Content Level: Advanced
Content Audience: Solaris Administrators and Managers

There are several approaches to mirroring the root disk on Solaris machines. In this article, all of the common ones are explored, and a "best practice" is suggested that meets the requirements of being functional and reliable.

Disks are the component most likely to fail on a Solaris machine. Both experience and theory show this to be the case. Some disk failures cause little or no distress to the system or its users (e.g., an unused disk, or one used for temporary work). Disks with crucial data, if lost, cause serious angst amongst everyone involved. A replacement disk and tape restore can resolve this problem, to a great extent.

Then there is the root disk -- if you lose it, the system is unavailable. Getting the system up and running can involve contortions of CD-ROM boots, backup software implementation, alternate-disk restoration, alternate-disk boot, and finally, restore of the original root-disk contents from backup tape. You do have backups of the root disk, right?

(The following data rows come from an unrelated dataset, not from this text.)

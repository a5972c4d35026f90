//! Configuration file parsing for the VM bridge
//!
//! Supports `.vmbridge/config.toml` in the project directory.

pub mod settings;
pub mod types;

pub use settings::{config_path, init_config_dir, load_settings, load_settings_file};
pub use types::*;
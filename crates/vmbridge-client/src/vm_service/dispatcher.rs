//! Listener table for VM Service stream events.
//!
//! The [`EventDispatcher`] keeps, per stream id, the handlers registered with
//! [`VmServiceClient::on_event`](super::VmServiceClient::on_event) and the set
//! of streams that currently have an acknowledged `streamListen` on the live
//! socket.
//!
//! Handlers are local registrations and survive reconnects. Active streams do
//! not: a fresh socket has no subscriptions, so the set is cleared whenever
//! the connection closes.

use std::collections::HashMap;
use std::sync::Arc;

use tokio::sync::mpsc;

use super::protocol::StreamNotification;

/// Callback invoked for each event on a stream.
///
/// Handlers run on the connection's I/O task and must not block. Anything
/// that needs to await (including further RPC calls) should be spawned.
pub type EventHandler = Arc<dyn Fn(&StreamNotification) + Send + Sync>;

/// Identifies one registered handler so it can be removed again.
#[derive(Debug, Clone, Copy, PartialEq, Eq, Hash)]
pub struct ListenerId(u64);

#[derive(Default)]
pub struct EventDispatcher {
    next_listener: u64,
    listeners: HashMap<String, Vec<(ListenerId, EventHandler)>>,
    active: Vec<String>,
}

impl EventDispatcher {
    pub fn new() -> Self {
        Self::default()
    }

    /// Register `handler` for `stream_id`. Handlers on the same stream run in
    /// registration order.
    pub fn add_listener(&mut self, stream_id: &str, handler: EventHandler) -> ListenerId {
        self.next_listener += 1;
        let id = ListenerId(self.next_listener);
        self.listeners
            .entry(stream_id.to_string())
            .or_default()
            .push((id, handler));
        id
    }

    /// Register a handler that forwards every event on `stream_id` into an
    /// unbounded channel.
    pub fn add_channel(
        &mut self,
        stream_id: &str,
    ) -> (ListenerId, mpsc::UnboundedReceiver<StreamNotification>) {
        let (tx, rx) = mpsc::unbounded_channel();
        let handler: EventHandler = Arc::new(move |notification: &StreamNotification| {
            let _ = tx.send(notification.clone());
        });
        (self.add_listener(stream_id, handler), rx)
    }

    /// Remove a handler. Returns `false` if it was not registered.
    pub fn remove_listener(&mut self, id: ListenerId) -> bool {
        let mut removed = false;
        for handlers in self.listeners.values_mut() {
            let before = handlers.len();
            handlers.retain(|(listener, _)| *listener != id);
            removed |= handlers.len() != before;
        }
        self.listeners.retain(|_, handlers| !handlers.is_empty());
        removed
    }

    /// Snapshot of the handlers for `stream_id`, in registration order.
    ///
    /// Callers invoke the snapshot after releasing any lock on the
    /// dispatcher so a handler may register or remove listeners.
    pub fn handlers_for(&self, stream_id: &str) -> Vec<EventHandler> {
        self.listeners
            .get(stream_id)
            .map(|handlers| handlers.iter().map(|(_, h)| Arc::clone(h)).collect())
            .unwrap_or_default()
    }

    pub fn listener_count(&self, stream_id: &str) -> usize {
        self.listeners.get(stream_id).map_or(0, Vec::len)
    }

    // ── Active subscriptions ─────────────────────────────────────────────

    pub fn mark_active(&mut self, stream_id: &str) {
        if !self.is_active(stream_id) {
            self.active.push(stream_id.to_string());
        }
    }

    pub fn mark_inactive(&mut self, stream_id: &str) {
        self.active.retain(|s| s != stream_id);
    }

    pub fn is_active(&self, stream_id: &str) -> bool {
        self.active.iter().any(|s| s == stream_id)
    }

    /// Streams with an acknowledged `streamListen`, in subscription order.
    pub fn active_streams(&self) -> Vec<String> {
        self.active.clone()
    }

    /// Forget all active subscriptions (the socket they belonged to is gone).
    pub fn clear_active(&mut self) -> Vec<String> {
        std::mem::take(&mut self.active)
    }
}
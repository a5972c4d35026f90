//! Flutter VM bridge
//!
//! Command-line front end for the supervised Dart VM Service connection.

pub mod headless;

// Re-export main entry points
pub use headless::runner::{run_call, run_extension, run_watch};
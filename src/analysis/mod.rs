//! Pure signal analysis: filtering and heart-rate estimation. No I/O, no
//! threads of its own.

pub mod filter;
pub mod hr;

Let's take a look at the root-disk mirroring options. As I will show, there is no one, perfect, out-of-the-box solution. Rather, there is a "best practice" solution, developed at Corporate Technologies by Manny Korkodilos and Kyle Oliver, which gives the best of all worlds, while also avoiding the problems that haunt the other solutions.

Please do not try any of these solutions on your most crucial production server. The best place to try them is in a "sandbox", on a system that is disposable. It is also best to implement disk mirroring at system installation time, not after it is in production. Implementing mirroring on a production system, without losing data, is a challenge. Is that enough of a warning!?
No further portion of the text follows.